Stored data entries
---*---

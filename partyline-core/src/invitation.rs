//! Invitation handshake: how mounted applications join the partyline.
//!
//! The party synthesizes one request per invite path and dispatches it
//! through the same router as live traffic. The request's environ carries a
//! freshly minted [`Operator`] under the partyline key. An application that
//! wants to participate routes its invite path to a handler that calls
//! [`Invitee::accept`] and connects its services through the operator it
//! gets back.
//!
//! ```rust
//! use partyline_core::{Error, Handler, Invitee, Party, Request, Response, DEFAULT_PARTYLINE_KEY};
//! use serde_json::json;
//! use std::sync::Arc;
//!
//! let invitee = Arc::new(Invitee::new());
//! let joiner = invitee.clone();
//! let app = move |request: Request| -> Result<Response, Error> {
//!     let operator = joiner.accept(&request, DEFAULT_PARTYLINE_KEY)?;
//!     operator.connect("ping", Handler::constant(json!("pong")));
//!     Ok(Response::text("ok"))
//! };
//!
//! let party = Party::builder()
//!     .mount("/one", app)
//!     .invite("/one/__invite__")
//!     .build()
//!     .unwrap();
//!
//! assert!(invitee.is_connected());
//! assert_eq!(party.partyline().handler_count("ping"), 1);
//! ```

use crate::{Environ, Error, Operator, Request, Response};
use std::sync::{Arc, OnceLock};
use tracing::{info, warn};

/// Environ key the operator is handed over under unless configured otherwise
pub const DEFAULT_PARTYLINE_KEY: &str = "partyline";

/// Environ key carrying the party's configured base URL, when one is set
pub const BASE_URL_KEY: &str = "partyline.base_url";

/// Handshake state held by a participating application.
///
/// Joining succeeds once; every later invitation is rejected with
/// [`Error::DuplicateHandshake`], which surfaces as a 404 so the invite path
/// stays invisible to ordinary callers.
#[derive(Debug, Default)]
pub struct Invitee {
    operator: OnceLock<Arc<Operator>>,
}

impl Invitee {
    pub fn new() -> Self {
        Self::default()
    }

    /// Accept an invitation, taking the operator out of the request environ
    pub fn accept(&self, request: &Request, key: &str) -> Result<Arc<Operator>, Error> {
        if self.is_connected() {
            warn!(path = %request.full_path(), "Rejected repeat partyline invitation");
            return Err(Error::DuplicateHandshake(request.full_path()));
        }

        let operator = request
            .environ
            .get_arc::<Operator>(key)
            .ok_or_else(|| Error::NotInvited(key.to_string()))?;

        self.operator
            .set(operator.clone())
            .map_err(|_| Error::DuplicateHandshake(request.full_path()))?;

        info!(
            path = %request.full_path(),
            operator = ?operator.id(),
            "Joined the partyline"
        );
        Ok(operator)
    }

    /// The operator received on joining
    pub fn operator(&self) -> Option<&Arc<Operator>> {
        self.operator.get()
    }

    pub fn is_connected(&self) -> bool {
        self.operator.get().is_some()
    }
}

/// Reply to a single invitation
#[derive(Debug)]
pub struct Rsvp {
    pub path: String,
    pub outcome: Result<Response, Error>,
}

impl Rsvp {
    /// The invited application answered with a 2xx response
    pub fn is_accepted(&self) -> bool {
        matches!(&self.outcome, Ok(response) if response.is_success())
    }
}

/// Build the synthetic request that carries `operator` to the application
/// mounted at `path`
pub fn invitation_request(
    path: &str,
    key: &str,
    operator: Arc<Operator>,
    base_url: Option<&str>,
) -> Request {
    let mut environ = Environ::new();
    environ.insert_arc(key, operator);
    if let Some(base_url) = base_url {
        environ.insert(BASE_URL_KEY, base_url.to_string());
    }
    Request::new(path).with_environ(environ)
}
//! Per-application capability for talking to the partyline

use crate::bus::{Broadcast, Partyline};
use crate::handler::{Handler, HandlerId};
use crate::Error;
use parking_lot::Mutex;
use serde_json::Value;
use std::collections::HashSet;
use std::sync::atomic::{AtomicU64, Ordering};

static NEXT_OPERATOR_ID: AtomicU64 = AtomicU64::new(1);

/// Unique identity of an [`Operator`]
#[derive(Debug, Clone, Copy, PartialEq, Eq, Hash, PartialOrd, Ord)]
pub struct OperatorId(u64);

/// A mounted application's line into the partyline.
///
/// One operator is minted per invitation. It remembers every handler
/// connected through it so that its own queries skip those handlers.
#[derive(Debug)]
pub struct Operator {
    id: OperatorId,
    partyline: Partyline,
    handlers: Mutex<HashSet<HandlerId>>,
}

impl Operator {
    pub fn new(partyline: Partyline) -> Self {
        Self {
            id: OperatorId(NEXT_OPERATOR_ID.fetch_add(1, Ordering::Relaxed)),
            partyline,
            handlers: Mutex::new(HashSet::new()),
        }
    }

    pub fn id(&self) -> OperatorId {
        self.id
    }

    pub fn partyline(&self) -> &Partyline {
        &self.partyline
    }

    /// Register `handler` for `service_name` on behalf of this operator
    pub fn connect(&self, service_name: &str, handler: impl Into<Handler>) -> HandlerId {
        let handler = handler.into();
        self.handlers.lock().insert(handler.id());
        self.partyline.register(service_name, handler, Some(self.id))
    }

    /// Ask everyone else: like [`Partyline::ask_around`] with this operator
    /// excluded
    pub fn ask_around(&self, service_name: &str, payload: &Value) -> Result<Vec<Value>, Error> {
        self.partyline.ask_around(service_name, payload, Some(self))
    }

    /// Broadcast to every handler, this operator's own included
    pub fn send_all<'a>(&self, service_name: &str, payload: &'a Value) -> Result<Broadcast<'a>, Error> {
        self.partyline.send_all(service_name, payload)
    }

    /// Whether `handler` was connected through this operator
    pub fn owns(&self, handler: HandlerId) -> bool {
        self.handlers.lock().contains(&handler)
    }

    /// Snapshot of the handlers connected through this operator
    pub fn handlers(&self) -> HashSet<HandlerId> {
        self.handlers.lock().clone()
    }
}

---*---

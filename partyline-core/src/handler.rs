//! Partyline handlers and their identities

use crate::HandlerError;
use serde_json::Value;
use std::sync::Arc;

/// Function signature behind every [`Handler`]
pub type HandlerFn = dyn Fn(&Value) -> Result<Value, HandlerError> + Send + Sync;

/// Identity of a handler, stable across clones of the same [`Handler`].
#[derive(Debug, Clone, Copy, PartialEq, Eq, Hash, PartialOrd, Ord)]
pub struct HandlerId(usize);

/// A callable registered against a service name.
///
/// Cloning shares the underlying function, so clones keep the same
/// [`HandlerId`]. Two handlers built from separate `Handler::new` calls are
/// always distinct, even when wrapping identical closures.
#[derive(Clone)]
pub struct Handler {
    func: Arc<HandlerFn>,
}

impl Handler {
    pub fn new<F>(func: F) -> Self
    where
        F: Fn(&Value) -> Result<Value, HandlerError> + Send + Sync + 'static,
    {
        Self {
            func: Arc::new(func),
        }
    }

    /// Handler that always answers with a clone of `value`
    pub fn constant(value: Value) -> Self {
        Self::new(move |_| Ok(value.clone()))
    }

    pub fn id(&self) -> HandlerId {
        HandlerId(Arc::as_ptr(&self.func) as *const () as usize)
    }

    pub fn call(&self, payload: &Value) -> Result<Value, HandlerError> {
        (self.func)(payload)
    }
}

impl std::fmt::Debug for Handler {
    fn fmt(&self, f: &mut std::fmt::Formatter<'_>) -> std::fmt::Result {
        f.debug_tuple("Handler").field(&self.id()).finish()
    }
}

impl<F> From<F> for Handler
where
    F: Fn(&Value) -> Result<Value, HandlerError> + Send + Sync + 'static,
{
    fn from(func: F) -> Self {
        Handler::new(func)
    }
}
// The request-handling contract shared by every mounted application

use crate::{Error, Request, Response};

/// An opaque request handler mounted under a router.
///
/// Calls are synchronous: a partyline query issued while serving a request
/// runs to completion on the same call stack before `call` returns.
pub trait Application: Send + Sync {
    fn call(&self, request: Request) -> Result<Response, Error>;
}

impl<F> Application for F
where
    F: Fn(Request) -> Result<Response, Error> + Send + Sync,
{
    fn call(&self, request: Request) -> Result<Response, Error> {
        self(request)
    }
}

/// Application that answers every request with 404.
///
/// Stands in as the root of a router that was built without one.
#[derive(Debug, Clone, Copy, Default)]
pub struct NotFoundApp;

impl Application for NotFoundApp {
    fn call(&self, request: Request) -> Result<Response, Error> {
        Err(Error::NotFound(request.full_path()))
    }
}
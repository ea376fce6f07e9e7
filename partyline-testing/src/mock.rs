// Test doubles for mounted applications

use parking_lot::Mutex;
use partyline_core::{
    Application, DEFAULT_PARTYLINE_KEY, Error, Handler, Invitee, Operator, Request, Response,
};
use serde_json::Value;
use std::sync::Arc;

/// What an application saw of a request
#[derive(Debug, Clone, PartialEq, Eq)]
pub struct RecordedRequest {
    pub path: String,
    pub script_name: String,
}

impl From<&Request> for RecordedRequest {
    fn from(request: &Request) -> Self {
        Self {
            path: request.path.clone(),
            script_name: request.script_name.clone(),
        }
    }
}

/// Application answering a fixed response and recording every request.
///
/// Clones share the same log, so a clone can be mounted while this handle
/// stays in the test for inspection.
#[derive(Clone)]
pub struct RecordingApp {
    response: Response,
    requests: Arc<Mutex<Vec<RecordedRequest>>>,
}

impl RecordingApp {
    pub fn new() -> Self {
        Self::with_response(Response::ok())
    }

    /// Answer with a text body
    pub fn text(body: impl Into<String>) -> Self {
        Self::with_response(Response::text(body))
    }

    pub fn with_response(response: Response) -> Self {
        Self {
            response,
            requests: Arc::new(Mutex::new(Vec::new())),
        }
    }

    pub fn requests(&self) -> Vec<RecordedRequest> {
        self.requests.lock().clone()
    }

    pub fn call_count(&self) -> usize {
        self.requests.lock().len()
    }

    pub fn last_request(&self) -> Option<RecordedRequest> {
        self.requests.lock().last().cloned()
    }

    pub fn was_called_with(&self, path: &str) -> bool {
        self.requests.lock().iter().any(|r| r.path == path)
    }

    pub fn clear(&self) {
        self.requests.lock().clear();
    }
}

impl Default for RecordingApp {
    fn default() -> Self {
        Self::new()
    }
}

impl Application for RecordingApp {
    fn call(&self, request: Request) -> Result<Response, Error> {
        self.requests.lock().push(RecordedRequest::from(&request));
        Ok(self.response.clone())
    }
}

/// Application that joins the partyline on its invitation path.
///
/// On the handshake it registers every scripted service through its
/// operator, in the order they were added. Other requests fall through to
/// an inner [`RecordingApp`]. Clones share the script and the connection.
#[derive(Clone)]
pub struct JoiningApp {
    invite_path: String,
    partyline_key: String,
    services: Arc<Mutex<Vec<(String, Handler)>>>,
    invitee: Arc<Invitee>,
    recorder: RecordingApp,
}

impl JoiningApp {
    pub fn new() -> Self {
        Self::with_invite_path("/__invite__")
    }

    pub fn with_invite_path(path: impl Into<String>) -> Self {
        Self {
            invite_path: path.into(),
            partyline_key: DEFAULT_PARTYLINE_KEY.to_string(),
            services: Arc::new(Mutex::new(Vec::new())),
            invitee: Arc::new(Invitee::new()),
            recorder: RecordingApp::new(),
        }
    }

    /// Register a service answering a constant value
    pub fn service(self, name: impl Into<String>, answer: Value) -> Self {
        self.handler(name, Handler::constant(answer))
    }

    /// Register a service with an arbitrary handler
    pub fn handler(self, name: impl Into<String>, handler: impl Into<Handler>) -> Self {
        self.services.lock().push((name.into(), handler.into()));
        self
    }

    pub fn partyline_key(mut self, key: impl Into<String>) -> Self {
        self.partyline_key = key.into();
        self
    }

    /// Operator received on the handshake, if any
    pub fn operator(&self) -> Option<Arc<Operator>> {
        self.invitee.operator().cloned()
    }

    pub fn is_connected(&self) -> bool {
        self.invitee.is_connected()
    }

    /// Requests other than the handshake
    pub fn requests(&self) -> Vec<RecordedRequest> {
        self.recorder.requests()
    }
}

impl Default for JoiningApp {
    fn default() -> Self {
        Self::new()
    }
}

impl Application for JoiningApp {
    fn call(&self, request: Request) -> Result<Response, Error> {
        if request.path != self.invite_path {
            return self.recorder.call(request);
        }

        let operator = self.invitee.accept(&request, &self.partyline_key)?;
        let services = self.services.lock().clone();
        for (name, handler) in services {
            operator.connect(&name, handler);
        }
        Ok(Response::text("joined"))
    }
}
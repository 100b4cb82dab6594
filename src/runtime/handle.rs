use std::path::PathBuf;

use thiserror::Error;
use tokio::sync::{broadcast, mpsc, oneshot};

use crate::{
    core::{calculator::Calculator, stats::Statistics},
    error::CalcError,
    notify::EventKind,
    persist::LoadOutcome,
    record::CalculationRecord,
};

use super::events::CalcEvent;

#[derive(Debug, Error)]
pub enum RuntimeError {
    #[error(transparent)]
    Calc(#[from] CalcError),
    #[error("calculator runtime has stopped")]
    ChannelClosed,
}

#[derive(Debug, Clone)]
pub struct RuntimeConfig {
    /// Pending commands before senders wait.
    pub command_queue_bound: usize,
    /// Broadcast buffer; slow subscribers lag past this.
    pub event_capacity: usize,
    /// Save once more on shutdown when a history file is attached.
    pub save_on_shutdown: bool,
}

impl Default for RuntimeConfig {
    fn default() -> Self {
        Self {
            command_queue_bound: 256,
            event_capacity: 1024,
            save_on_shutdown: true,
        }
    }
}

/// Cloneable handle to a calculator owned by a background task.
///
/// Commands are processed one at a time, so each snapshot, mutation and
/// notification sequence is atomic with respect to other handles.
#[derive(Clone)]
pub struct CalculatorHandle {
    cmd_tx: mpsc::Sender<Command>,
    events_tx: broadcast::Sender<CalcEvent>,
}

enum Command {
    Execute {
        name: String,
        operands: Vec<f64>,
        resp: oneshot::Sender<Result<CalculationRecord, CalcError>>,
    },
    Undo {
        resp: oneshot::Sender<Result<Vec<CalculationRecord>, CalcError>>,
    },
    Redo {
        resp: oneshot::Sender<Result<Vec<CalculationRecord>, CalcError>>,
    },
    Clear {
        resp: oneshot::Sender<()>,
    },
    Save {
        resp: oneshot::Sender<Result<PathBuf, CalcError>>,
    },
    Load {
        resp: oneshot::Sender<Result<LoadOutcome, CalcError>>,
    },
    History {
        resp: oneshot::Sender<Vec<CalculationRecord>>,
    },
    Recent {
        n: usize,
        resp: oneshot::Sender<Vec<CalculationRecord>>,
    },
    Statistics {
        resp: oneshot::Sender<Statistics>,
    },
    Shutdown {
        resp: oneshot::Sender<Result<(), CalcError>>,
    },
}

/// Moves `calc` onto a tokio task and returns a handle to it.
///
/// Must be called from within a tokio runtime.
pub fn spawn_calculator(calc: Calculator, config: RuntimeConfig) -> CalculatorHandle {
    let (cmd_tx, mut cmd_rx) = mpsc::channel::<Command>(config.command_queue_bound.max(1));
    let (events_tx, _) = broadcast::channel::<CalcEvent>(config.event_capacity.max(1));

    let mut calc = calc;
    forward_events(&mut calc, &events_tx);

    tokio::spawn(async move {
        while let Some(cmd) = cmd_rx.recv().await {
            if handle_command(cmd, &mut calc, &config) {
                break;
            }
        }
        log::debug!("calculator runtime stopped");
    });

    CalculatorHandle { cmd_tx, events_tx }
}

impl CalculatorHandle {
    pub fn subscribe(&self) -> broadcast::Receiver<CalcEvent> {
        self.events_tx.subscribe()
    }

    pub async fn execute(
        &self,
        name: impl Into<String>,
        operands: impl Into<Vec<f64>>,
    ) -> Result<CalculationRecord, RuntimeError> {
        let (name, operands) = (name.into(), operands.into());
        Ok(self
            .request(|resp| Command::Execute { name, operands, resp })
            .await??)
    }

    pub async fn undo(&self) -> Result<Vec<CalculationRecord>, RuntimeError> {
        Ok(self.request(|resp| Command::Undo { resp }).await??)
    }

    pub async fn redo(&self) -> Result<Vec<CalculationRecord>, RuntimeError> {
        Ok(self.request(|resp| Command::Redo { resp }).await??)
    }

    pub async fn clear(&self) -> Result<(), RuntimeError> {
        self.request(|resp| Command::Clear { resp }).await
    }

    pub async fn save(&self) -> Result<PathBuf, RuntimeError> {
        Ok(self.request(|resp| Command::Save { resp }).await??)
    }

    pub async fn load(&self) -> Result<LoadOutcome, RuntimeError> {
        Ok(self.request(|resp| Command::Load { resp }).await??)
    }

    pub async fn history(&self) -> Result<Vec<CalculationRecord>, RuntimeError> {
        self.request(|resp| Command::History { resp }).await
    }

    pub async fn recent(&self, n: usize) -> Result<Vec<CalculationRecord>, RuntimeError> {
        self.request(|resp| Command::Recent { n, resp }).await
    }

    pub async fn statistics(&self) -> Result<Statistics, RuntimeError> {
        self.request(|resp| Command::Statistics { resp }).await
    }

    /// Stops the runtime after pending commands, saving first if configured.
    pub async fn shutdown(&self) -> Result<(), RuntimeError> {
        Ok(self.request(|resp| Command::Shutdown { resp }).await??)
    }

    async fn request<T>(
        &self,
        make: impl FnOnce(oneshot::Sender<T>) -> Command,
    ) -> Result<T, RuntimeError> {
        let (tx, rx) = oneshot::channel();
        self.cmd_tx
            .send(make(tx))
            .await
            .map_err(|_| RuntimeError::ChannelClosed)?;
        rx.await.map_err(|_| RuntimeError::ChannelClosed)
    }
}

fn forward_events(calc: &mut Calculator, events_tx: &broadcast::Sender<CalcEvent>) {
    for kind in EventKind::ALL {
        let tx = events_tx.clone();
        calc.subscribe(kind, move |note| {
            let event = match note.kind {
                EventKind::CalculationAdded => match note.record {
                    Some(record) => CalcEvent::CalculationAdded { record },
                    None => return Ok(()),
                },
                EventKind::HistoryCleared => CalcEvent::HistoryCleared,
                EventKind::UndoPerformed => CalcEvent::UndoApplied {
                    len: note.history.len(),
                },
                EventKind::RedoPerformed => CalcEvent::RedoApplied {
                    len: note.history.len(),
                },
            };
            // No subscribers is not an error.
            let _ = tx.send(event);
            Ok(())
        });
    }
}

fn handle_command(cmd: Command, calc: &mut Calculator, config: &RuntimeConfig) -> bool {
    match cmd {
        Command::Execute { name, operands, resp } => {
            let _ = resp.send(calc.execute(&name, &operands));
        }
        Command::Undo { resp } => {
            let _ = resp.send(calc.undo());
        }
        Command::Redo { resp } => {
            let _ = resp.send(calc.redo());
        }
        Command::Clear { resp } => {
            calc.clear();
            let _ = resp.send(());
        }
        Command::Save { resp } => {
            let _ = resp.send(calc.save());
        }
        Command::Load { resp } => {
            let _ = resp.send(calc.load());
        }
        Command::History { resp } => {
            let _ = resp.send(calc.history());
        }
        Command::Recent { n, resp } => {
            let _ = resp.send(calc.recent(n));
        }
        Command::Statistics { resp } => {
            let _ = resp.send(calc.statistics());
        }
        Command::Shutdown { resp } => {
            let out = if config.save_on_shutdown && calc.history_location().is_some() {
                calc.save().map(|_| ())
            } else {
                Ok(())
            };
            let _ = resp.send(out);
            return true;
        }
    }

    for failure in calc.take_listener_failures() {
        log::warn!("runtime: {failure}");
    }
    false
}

---*---

# [WHAT YOU NEED TO DO]
Of the entries above, transcribe exactly those lines that fall between the line containing "filename partyline-core/src/invitation.rs" and the line containing "environ carries a", together with those two lines.

# [EXPECTED ANSWER]
filename partyline-core/src/invitation.rs
//! Invitation handshake: how mounted applications join the partyline.
//!
//! The party synthesizes one request per invite path and dispatches it
//! through the same router as live traffic. The request's environ carries a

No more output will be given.